How is energy generated from natural gas
In conventional power plants, the energy source - mostly coal or natural gas - is used to generate electricity or heat. Fossil-fired power plants are still required for a reliable electricity supply. With a view to the rapid expansion of renewable energies, they play a central role in a secure supply of electrical energy. They are still essential for a stable power grid and can be used regardless of the weather.
Air that is sucked in is compressed in the combustion chamber of a gas turbine and then mixed with a fuel. This mixture is ignited and burned. A gas with a temperature of up to 1,500 degrees is created, a connected turbine part converts this thermal energy into kinetic energy - heat becomes movement. A generator uses it to generate electrical energy. Various liquid or gaseous fuels are used as fuels, primarily natural gas.
Gas turbine power plants can achieve full output within a few minutes, which is why they are particularly suitable for covering short-term peak loads. On the way to a power supply that is predominantly based on renewable energies, such flexible and quickly deployable power plants will play an important role. Because they help to close the gap that arises between the demand for electricity on the one hand and the strongly fluctuating generation from renewable energies on the other - for example when there is no wind and at the same time weak solar radiation.
Example of a gas turbine power plant
In power station 1 of the Stuttgart-Gaisburg thermal power station, a gas turbine with an output of 60 megawatts helps cover peak loads. With natural gas as fuel, the gas turbine reaches its full output after just five minutes with a quick start.
It also secures the power supply in the event of failure of other systems. In addition, a diesel generator ensures that a so-called black start can be carried out in an emergency: If the power grid should ever collapse over a large area, the turbine can be started up by the power plant employees - without any external energy consumption.
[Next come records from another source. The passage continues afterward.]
//! Scenarios that drive a `TaskBoard` against an in-memory store, and check what the views display

use std::sync::{Arc, Mutex};

use chrono::NaiveDate;
use serde_json::{json, Value};

use notion_board::board::SyncStatus;
use notion_board::config::Schema;
use notion_board::error::Error;
use notion_board::memory_store::MemoryStore;
use notion_board::mock_behaviour::MockBehaviour;
use notion_board::{NewTask, Task, TaskBoard, TaskPatch, Theme};


fn init_logger() {
    let _ = env_logger::builder().is_test(true).try_init();
}

fn ymd(y: i32, m: u32, d: u32) -> NaiveDate {
    NaiveDate::from_ymd_opt(y, m, d).unwrap()
}

fn raw_task(id: &str, name: &str, date: Option<&str>, state: &str, cats: &[&str]) -> Value {
    json!({
        "object": "page",
        "id": id,
        "url": format!("https://www.notion.so/{}", id),
        "properties": {
            "Name": { "type": "title", "title": [ { "plain_text": name } ] },
            "Date": { "type": "date", "date": date.map(|start| json!({ "start": start })) },
            "State": { "type": "status", "status": { "name": state } },
            "Cat": { "type": "multi_select", "multi_select": cats.iter().map(|c| json!({ "name": c })).collect::<Vec<_>>() },
        }
    })
}

fn mock(behaviour: MockBehaviour) -> Arc<Mutex<MockBehaviour>> {
    Arc::new(Mutex::new(behaviour))
}

async fn refreshed_board(pages: Vec<Value>) -> TaskBoard<MemoryStore> {
    let mut store = MemoryStore::new();
    for page in pages {
        store.insert_raw(page);
    }
    let mut board = TaskBoard::new(store, Schema::default());
    board.refresh().await.unwrap();
    board
}

fn ids<'a, I: Iterator<Item = &'a Task>>(tasks: I) -> Vec<String> {
    tasks.map(|t| t.id().to_string()).collect()
}


#[tokio::test]
async fn refresh_skips_malformed_and_closed_records() {
    init_logger();

    let board = refreshed_board(vec![
        raw_task("thursday", "Ship it", Some("2024-06-13"), "Doing", &["Work"]),
        json!({ "object": "page", "id": "no-properties" }),
        json!({ "object": "database", "id": "not-a-page", "properties": {} }),
        raw_task("done", "Old stuff", Some("2024-06-11"), "Done", &["Work"]),
        raw_task("undated", "Someday", None, "INBOX", &[]),
        raw_task("monday", "Plan", Some("2024-06-10T09:00:00.000+09:00"), "INBOX", &["Life"]),
    ]).await;

    assert_eq!(ids(board.tasks()), vec!["undated", "monday", "thursday"]);
    assert!(board.last_refresh().is_some());
    assert_eq!(board.needs_refresh(), false);
    assert_eq!(board.get("monday").unwrap().theme(), Theme::Green);
}

#[tokio::test]
async fn undated_work_task_lands_in_the_inbox() {
    init_logger();

    let board = refreshed_board(vec![
        raw_task("abc", "Write report", None, "INBOX", &["Work", "Urgent"]),
    ]).await;

    let week = board.week(ymd(2024, 6, 12));
    assert_eq!(week.week_start, ymd(2024, 6, 10));
    assert_eq!(ids(week.inbox.iter()), vec!["abc"]);
    for day in week.days() {
        assert!(week.day(day).is_empty());
    }

    let task = &week.inbox[0];
    assert_eq!(task.name(), "Write report");
    assert_eq!(task.state(), "INBOX");
    assert_eq!(task.date(), None);
    assert_eq!(task.cat(), "Work");
    assert_eq!(task.sub_cats(), &["Urgent".to_string()]);
    assert_eq!(task.theme(), Theme::Blue);
}

#[tokio::test]
async fn week_board_buckets() {
    init_logger();

    let board = refreshed_board(vec![
        raw_task("first", "First", Some("2024-06-10"), "INBOX", &[]),
        raw_task("overdue", "Overdue", Some("2024-06-07"), "Doing", &[]),
        raw_task("second", "Second", Some("2024-06-10"), "INBOX", &[]),
        raw_task("sunday", "Sunday", Some("2024-06-16"), "INBOX", &[]),
        raw_task("next-week", "Next week", Some("2024-06-17"), "INBOX", &[]),
    ]).await;

    let week = board.week(ymd(2024, 6, 10));
    assert_eq!(ids(week.inbox.iter()), vec!["overdue"]);
    assert_eq!(ids(week.day(ymd(2024, 6, 10)).iter()), vec!["first", "second"]);
    assert_eq!(ids(week.day(ymd(2024, 6, 16)).iter()), vec!["sunday"]);
    assert_eq!(ids(week.later.iter()), vec!["next-week"]);
    assert_eq!(week.by_weekday.len(), 7);
}

#[tokio::test]
async fn successful_update_reaches_the_store() {
    init_logger();

    let mut board = refreshed_board(vec![
        raw_task("abc", "Write report", Some("2024-06-10"), "INBOX", &["Work"]),
    ]).await;

    board.update_task("abc", &TaskPatch::state("Done")).await.unwrap();
    assert_eq!(board.get("abc").unwrap().state(), "Done");
    assert_eq!(board.sync_status("abc"), Some(&SyncStatus::Confirmed));

    let page = board.store().page("abc").unwrap();
    assert_eq!(page["properties"]["State"]["status"]["name"], "Done");
    // Untouched properties are still there
    assert_eq!(page["properties"]["Name"]["title"][0]["plain_text"], "Write report");

    // Done tasks are not active anymore
    board.refresh().await.unwrap();
    assert!(board.get("abc").is_none());
}

#[tokio::test]
async fn failed_update_is_kept_until_the_next_refresh() {
    init_logger();

    let mut board = refreshed_board(vec![
        raw_task("abc", "Write report", Some("2024-06-10"), "INBOX", &["Work"]),
    ]).await;
    let mut behaviour = MockBehaviour::new();
    behaviour.update_page_behaviour = (0, 1);
    board.store_mut().set_mock_behaviour(Some(mock(behaviour)));

    let result = board.update_task("abc", &TaskPatch::date(Some(ymd(2024, 6, 12)))).await;
    assert!(matches!(result, Err(Error::Store(_))));

    // The local change is not reverted
    assert_eq!(board.get("abc").unwrap().date(), Some(ymd(2024, 6, 12)));
    assert!(matches!(board.sync_status("abc"), Some(SyncStatus::Failed(_))));
    assert!(board.needs_refresh());

    // A refresh converges to what the store actually has
    board.refresh().await.unwrap();
    assert_eq!(board.get("abc").unwrap().date(), Some(ymd(2024, 6, 10)));
    assert_eq!(board.sync_status("abc"), Some(&SyncStatus::Synced));
    assert_eq!(board.needs_refresh(), false);
}

#[tokio::test]
async fn failed_delete_is_not_reinserted() {
    init_logger();

    let mut board = refreshed_board(vec![
        raw_task("abc", "Write report", None, "INBOX", &[]),
        raw_task("xyz", "Call Mom", None, "INBOX", &[]),
    ]).await;
    let mut behaviour = MockBehaviour::new();
    behaviour.archive_page_behaviour = (1, 1);
    board.store_mut().set_mock_behaviour(Some(mock(behaviour)));

    board.delete_task("abc").await.unwrap();
    assert!(board.store().page("abc").is_none());

    let result = board.delete_task("xyz").await;
    assert!(matches!(result, Err(Error::Store(_))));
    assert!(board.get("xyz").is_none());
    assert!(board.is_empty());

    // The store still has it, so it shows up again after a refresh
    board.refresh().await.unwrap();
    assert_eq!(ids(board.tasks()), vec!["xyz"]);
}

#[tokio::test]
async fn created_tasks_start_in_the_inbox() {
    init_logger();

    let mut board = refreshed_board(vec![
        raw_task("later", "Later", Some("2024-06-14"), "INBOX", &[]),
    ]).await;

    let created = board.create_task(&NewTask::new("  ", Some(ymd(2024, 6, 11)))).await.unwrap();
    assert_eq!(created.name(), "New Task");
    assert_eq!(created.state(), "INBOX");
    assert_eq!(created.date(), Some(ymd(2024, 6, 11)));
    assert!(created.url().starts_with("https://www.notion.so/"));

    // Cached, in date order
    assert_eq!(ids(board.tasks()), vec![created.id().to_string(), "later".to_string()]);
    assert!(board.store().page(created.id()).is_some());
}

#[tokio::test]
async fn failed_refresh_keeps_the_previous_cache() {
    init_logger();

    let mut board = refreshed_board(vec![
        raw_task("abc", "Write report", None, "INBOX", &[]),
    ]).await;
    let last_refresh = board.last_refresh();
    board.store_mut().insert_raw(raw_task("xyz", "Call Mom", None, "INBOX", &[]));
    board.store_mut().set_mock_behaviour(Some(mock(MockBehaviour::fail_now(1))));

    assert!(board.refresh().await.is_err());
    assert_eq!(ids(board.tasks()), vec!["abc"]);
    assert_eq!(board.last_refresh(), last_refresh);

    board.refresh().await.unwrap();
    assert_eq!(ids(board.tasks()), vec!["abc", "xyz"]);
}

#[tokio::test]
async fn refresh_follows_pagination() {
    init_logger();

    let pages: Vec<Value> = (0..230)
        .map(|i| raw_task(&format!("t{:03}", i), "Task", None, "INBOX", &[]))
        .collect();
    let board = refreshed_board(pages).await;
    assert_eq!(board.len(), 230);
}

#[tokio::test]
async fn focus_view_only_holds_the_tasks_of_the_day() {
    init_logger();

    let mut store = MemoryStore::new();
    store.insert_raw(raw_task("today", "Today", Some("2024-06-10"), "Doing", &[]));
    store.insert_raw(raw_task("today-done", "Done today", Some("2024-06-10"), "Done", &[]));
    store.insert_raw(raw_task("tomorrow", "Tomorrow", Some("2024-06-11"), "INBOX", &[]));
    store.insert_raw(raw_task("undated", "Someday", None, "INBOX", &[]));
    let mut board = TaskBoard::new(store, Schema::default());

    board.refresh_for(ymd(2024, 6, 10)).await.unwrap();
    assert_eq!(ids(board.tasks()), vec!["today"]);
}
In this way, if the worst comes to the worst, the power supply can be rebuilt and the power grid stabilized bit by bit.
Combined gas and steam power plants (combined cycle power plants)
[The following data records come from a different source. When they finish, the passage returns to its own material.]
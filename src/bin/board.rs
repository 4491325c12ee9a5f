//! Displays the task database in a terminal
//!
//! Usage: `board [week|focus|meetings]` (defaults to `week`). \
//! Credentials are read from the `NOTION_API_KEY` and `NOTION_DATABASE_ID` environment variables.
//! You can also set the RUST_LOG environment variable to display more info about the requests.

use chrono::Local;

use notion_board::client::Client;
use notion_board::config::{Credentials, Schema};
use notion_board::partition::{partition, FocusSummary};
use notion_board::{fetch_meetings, TaskBoard};


#[tokio::main]
async fn main() {
    env_logger::init();

    let view = std::env::args().nth(1).unwrap_or_else(|| "week".to_string());
    let today = Local::now().date_naive();

    let client = match Credentials::from_env().and_then(Client::new) {
        Ok(client) => client,
        Err(err) => {
            log::error!("Unable to create a client: {}", err);
            std::process::exit(1);
        }
    };
    let schema = Schema::default();

    match view.as_str() {
        "week" => {
            let mut board = TaskBoard::new(client, schema);
            if let Err(err) = board.refresh().await {
                log::error!("Unable to fetch tasks: {}", err);
                notion_board::utils::print_week(&partition(&[], today));
                return;
            }
            notion_board::utils::print_week(&board.week(today));
        },
        "focus" => {
            let mut board = TaskBoard::new(client, schema);
            if let Err(err) = board.refresh_for(today).await {
                log::error!("Unable to fetch today's tasks: {}", err);
            }
            let tasks: Vec<_> = board.tasks().cloned().collect();
            notion_board::utils::print_focus(&FocusSummary::for_day(today), &tasks);
        },
        "meetings" => {
            let meetings = match fetch_meetings(&client, &schema).await {
                Ok(meetings) => meetings,
                Err(err) => {
                    log::error!("Unable to fetch meetings: {}", err);
                    Vec::new()
                }
            };
            notion_board::utils::print_meetings(&meetings);
        },
        other => {
            log::error!("Unknown view {:?}. Expected one of week, focus, meetings", other);
            std::process::exit(2);
        },
    }
}
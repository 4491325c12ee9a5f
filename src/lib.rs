//! This crate turns a Notion task database into a weekly kanban board, a focus view and a meetings table.
//!
//! Pages of the database have no fixed shape: the [`property`] module reads their loosely-typed properties with
//! documented defaults, and the [`task`] and [`meeting`] modules normalize them into stable records. \
//! The [`query`] module builds the requests, that a [`RemoteStore`](traits::RemoteStore) (usually a [`Client`](client::Client)) runs.
//!
//! A [`TaskBoard`] caches the fetched tasks and applies local changes optimistically, before the store confirms them.
//! The [`partition`] module splits tasks into the inbox and the days of a week.

pub mod traits;

pub mod config;
pub mod error;
pub mod property;
pub mod page;
mod task;
pub use task::{normalize_tasks, NewTask, Task, TaskPatch, Theme};
mod meeting;
pub use meeting::{fetch_meetings, normalize_meetings, Meeting};
pub mod query;
pub mod partition;
pub mod board;
pub use board::TaskBoard;

pub mod client;
pub mod memory_store;
pub mod mock_behaviour;

pub mod utils;
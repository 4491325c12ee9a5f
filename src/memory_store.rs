//! An in-memory task database, that behaves like a (very small) Notion
//!
//! It is mostly useful to mock the remote store in tests, where it can also be told to fail with a [`MockBehaviour`]

use std::cmp::Ordering;
use std::sync::{Arc, Mutex};

use async_trait::async_trait;
use chrono::NaiveDate;
use serde_json::{json, Value};

use crate::error::StoreError;
use crate::mock_behaviour::MockBehaviour;
use crate::property::{self, PropertyBag, Representation};
use crate::query::{Condition, Direction, Filter, PropertyFilter, Query, QueryResponse, MAX_PAGE_SIZE};
use crate::traits::RemoteStore;
use crate::config::Schema;
use crate::task::Task;


/// A remote store that keeps its pages in memory
#[derive(Default)]
pub struct MemoryStore {
    pages: Vec<Value>,
    mock_behaviour: Option<Arc<Mutex<MockBehaviour>>>,
}

impl MemoryStore {
    pub fn new() -> Self {
        Self::default()
    }

    /// Make this store fail or succeed according to `mock_behaviour`
    pub fn set_mock_behaviour(&mut self, mock_behaviour: Option<Arc<Mutex<MockBehaviour>>>) {
        self.mock_behaviour = mock_behaviour;
    }

    /// Add a raw value, as is. This can be used to insert malformed records
    pub fn insert_raw(&mut self, value: Value) {
        self.pages.push(value);
    }

    /// Add a page describing `task`, with the same id
    pub fn insert_task(&mut self, task: &Task, schema: &Schema) {
        self.pages.push(page_value(task.id(), task.to_properties(schema)));
    }

    /// Get a page, unless it has been archived
    pub fn page(&self, id: &str) -> Option<&Value> {
        self.pages.iter()
            .find(|page| page_id(page) == Some(id) && is_archived(page) == false)
    }

    /// How many live (i.e. not archived) pages this store contains
    pub fn len(&self) -> usize {
        self.pages.iter().filter(|page| is_archived(page) == false).count()
    }

    pub fn is_empty(&self) -> bool {
        self.len() == 0
    }

    fn page_mut(&mut self, id: &str) -> Option<&mut Value> {
        self.pages.iter_mut()
            .find(|page| page_id(page) == Some(id) && is_archived(page) == false)
    }

    fn check(&self, f: fn(&mut MockBehaviour) -> Result<(), StoreError>) -> Result<(), StoreError> {
        match &self.mock_behaviour {
            None => Ok(()),
            Some(behaviour) => match behaviour.lock() {
                Ok(mut behaviour) => f(&mut *behaviour),
                Err(_) => Err(StoreError::new("Mock behaviour is poisoned")),
            },
        }
    }
}

#[async_trait]
impl RemoteStore for MemoryStore {
    async fn query(&self, query: &Query) -> Result<QueryResponse, StoreError> {
        self.check(MockBehaviour::can_query)?;

        let mut matching: Vec<&Value> = self.pages.iter()
            .filter(|page| is_archived(page) == false)
            .filter(|page| match (query.filter.as_ref(), properties_of(page)) {
                (_, None) => true,  // malformed records are returned as is, just like a store with corrupted data would
                (None, Some(_)) => true,
                (Some(filter), Some(props)) => matches(filter, props),
            })
            .collect();

        // Stable sorts, least significant first
        for sort in query.sorts.iter().rev() {
            matching.sort_by(|a, b| {
                let date_a = properties_of(a).and_then(|props| property::extract_date(props, &sort.property));
                let date_b = properties_of(b).and_then(|props| property::extract_date(props, &sort.property));
                compare_dates_empty_last(date_a, date_b, sort.direction)
            });
        }

        let start = query.start_cursor.as_ref()
            .and_then(|cursor| cursor.parse::<usize>().ok())
            .unwrap_or(0)
            .min(matching.len());
        let page_size = query.page_size.unwrap_or(MAX_PAGE_SIZE).min(MAX_PAGE_SIZE) as usize;
        let end = (start + page_size).min(matching.len());
        let has_more = end < matching.len();

        Ok(QueryResponse {
            results: matching[start..end].iter().map(|page| (*page).clone()).collect(),
            has_more,
            next_cursor: if has_more { Some(end.to_string()) } else { None },
        })
    }

    async fn create_page(&mut self, properties: &PropertyBag) -> Result<Value, StoreError> {
        self.check(MockBehaviour::can_create_page)?;

        let id = uuid::Uuid::new_v4().to_hyphenated().to_string();
        let page = page_value(&id, properties.clone());
        self.pages.push(page.clone());
        Ok(page)
    }

    async fn update_page(&mut self, id: &str, properties: &PropertyBag) -> Result<Value, StoreError> {
        self.check(MockBehaviour::can_update_page)?;

        let page = self.page_mut(id).ok_or_else(|| not_found(id))?;
        if let Some(Value::Object(existing)) = page.get_mut("properties") {
            for (name, value) in properties {
                existing.insert(name.clone(), value.clone());
            }
        }
        Ok(page.clone())
    }

    async fn archive_page(&mut self, id: &str) -> Result<(), StoreError> {
        self.check(MockBehaviour::can_archive_page)?;

        let page = self.page_mut(id).ok_or_else(|| not_found(id))?;
        page["archived"] = Value::Bool(true);
        Ok(())
    }
}


fn page_value(id: &str, properties: PropertyBag) -> Value {
    json!({
        "object": "page",
        "id": id,
        "url": format!("https://www.notion.so/{}", id.replace('-', "")),
        "archived": false,
        "properties": properties,
    })
}

fn not_found(id: &str) -> StoreError {
    StoreError::with_detail("object_not_found", format!("Could not find page with ID: {}", id))
}

fn page_id(page: &Value) -> Option<&str> {
    page.get("id").and_then(Value::as_str)
}

fn is_archived(page: &Value) -> bool {
    page.get("archived").and_then(Value::as_bool).unwrap_or(false)
}

fn properties_of(page: &Value) -> Option<&PropertyBag> {
    page.get("properties").and_then(Value::as_object)
}

fn matches(filter: &Filter, props: &PropertyBag) -> bool {
    match filter {
        Filter::And { and } => and.iter().all(|f| matches(f, props)),
        Filter::Property(f) => matches_property(f, props),
    }
}

fn matches_property(filter: &PropertyFilter, props: &PropertyBag) -> bool {
    if filter.representation == Representation::Date {
        let date = property::extract_date(props, &filter.property);
        return match &filter.condition {
            Condition::Equals(s) => date.is_some() && date == property::parse_calendar_date(s),
            Condition::DoesNotEqual(s) => date != property::parse_calendar_date(s),
            Condition::Contains(_) => false,
        };
    }

    let names = property::first_choices(props, &filter.property, &[filter.representation]);
    match &filter.condition {
        Condition::Equals(s) | Condition::Contains(s) => names.iter().any(|name| name == s),
        Condition::DoesNotEqual(s) => names.iter().all(|name| name != s),
    }
}

/// Notion lists pages with an empty sort property last, whatever the direction
fn compare_dates_empty_last(a: Option<NaiveDate>, b: Option<NaiveDate>, direction: Direction) -> Ordering {
    match (a, b) {
        (None, None) => Ordering::Equal,
        (None, Some(_)) => Ordering::Greater,
        (Some(_), None) => Ordering::Less,
        (Some(a), Some(b)) => match direction {
            Direction::Ascending => a.cmp(&b),
            Direction::Descending => b.cmp(&a),
        },
    }
}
The investment outlay for pure gas turbine power plants is relatively low compared to other types of power plant: The costs per kilowatt of installed capacity are considered here. The disadvantage of this type of power plant, however, is its rather low efficiency, which is below 40 percent. If, on the other hand, the waste heat generated during combustion is also used to generate electricity, the efficiency increases to up to 60 percent. These power plants are known as combined cycle power plants (combined cycle power plants): The fuel used is used particularly efficiently.
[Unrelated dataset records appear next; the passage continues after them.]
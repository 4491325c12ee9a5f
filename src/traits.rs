use async_trait::async_trait;
use serde_json::Value;

use crate::error::StoreError;
use crate::property::PropertyBag;
use crate::query::{Query, QueryResponse};

/// The document store holding the task database (usually Notion).
///
/// Every call may be slow and may fail. Values are returned raw: callers decide how to normalize them.
#[async_trait]
pub trait RemoteStore {
    /// Run a query against the task database
    async fn query(&self, query: &Query) -> Result<QueryResponse, StoreError>;

    /// Create a page in the task database, and return it as the store describes it
    async fn create_page(&mut self, properties: &PropertyBag) -> Result<Value, StoreError>;

    /// Set some properties of an existing page, and return the updated page
    async fn update_page(&mut self, id: &str, properties: &PropertyBag) -> Result<Value, StoreError>;

    /// Delete a page. Notion never deletes pages for good, it archives them.
    async fn archive_page(&mut self, id: &str) -> Result<(), StoreError>;
}
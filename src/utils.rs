//! Some utility functions, to pretty-print the views in a terminal

use chrono::NaiveDate;

use crate::board::{SyncStatus, TaskBoard};
use crate::meeting::Meeting;
use crate::partition::{FocusSummary, WeekBoard};
use crate::task::Task;
use crate::traits::RemoteStore;

const NO_DATE: &str = "----------";

/// A debug utility that pretty-prints the kanban board of a week
pub fn print_week(week: &WeekBoard) {
    println!("INBOX / OVERDUE");
    if week.inbox.is_empty() {
        println!("    (empty)");
    }
    for task in &week.inbox {
        print_task(task);
    }

    for day in week.days() {
        println!("{}", day.format("%a %m/%d"));
        for task in week.day(day) {
            print_task(task);
        }
    }

    if week.later.is_empty() == false {
        println!("({} task(s) scheduled after this week)", week.later.len());
    }
}

/// Pretty-prints the tasks of a board, with their local sync status
pub fn print_board<S: RemoteStore>(board: &TaskBoard<S>) {
    for task in board.tasks() {
        let sync = match board.sync_status(task.id()) {
            Some(SyncStatus::Synced) | None => "=",
            Some(SyncStatus::LocallyModified) => "~",
            Some(SyncStatus::Confirmed) => "+",
            Some(SyncStatus::Failed(_)) => "!",
        };
        print!("{}", sync);
        print_task(task);
    }
}

pub fn print_task(task: &Task) {
    let completion = if task.state() == "Done" { "✓" } else { " " };
    let date = task.date().map(format_date).unwrap_or_else(|| NO_DATE.to_string());
    println!("    {} {} [{:<5} {}] {}\t{} ({})",
        completion, date, task.theme(), task.theme().color().to_hex_string(), task.name(), task.state(), task.id());
}

pub fn print_focus(summary: &FocusSummary, tasks: &[Task]) {
    println!("{} {:?}  week #{}  day {}/{} ({}% of the year)",
        format_date(summary.date), summary.weekday, summary.week_number,
        summary.day_of_year, summary.days_in_year, summary.year_progress);
    if tasks.is_empty() {
        println!("    No tasks for today.");
    }
    for task in tasks {
        print_task(task);
    }
}

pub fn print_meetings(meetings: &[Meeting]) {
    if meetings.is_empty() {
        println!("    No meeting notes found.");
    }
    for meeting in meetings {
        let date = meeting.date().map(format_date).unwrap_or_else(|| NO_DATE.to_string());
        println!("    {} {}\t{}\t{}\t[{}]", date, meeting.name(), meeting.state(), meeting.summary(), meeting.keywords().join(", "));
    }
}

fn format_date(date: NaiveDate) -> String {
    date.format("%Y-%m-%d").to_string()
}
Combined cycle power plants are therefore used in the medium load and the base load. Turbines with an output of 100 kilowatts to 40 megawatts are often installed in combined cycle plants. They have very short start times of just a few minutes and can be used particularly flexibly. Larger turbines with an output of 50 megawatts to 340 megawatts, on the other hand, run continuously and are therefore more likely to be installed in large coal-fired power plants.
Gas turbines can achieve full performance within a short period of time: Large quantities of air drawn in are compressed in the compressor and flow into the combustion chamber of the gas turbine. There, natural gas is burned with the compressed air. The hot flue gas flows onto the turbine at a high temperature and drives it.
In the Rheinhafen steam power plant in Karlsruhe, coal block 4 was converted into a modern gas and steam block. Here a gas turbine with a waste heat boiler has replaced the old boiler system. The steam turbine was still used, before that it was completely overhauled technically and mechanically. The area of application of this power plant is primarily in the generation of peak load electricity.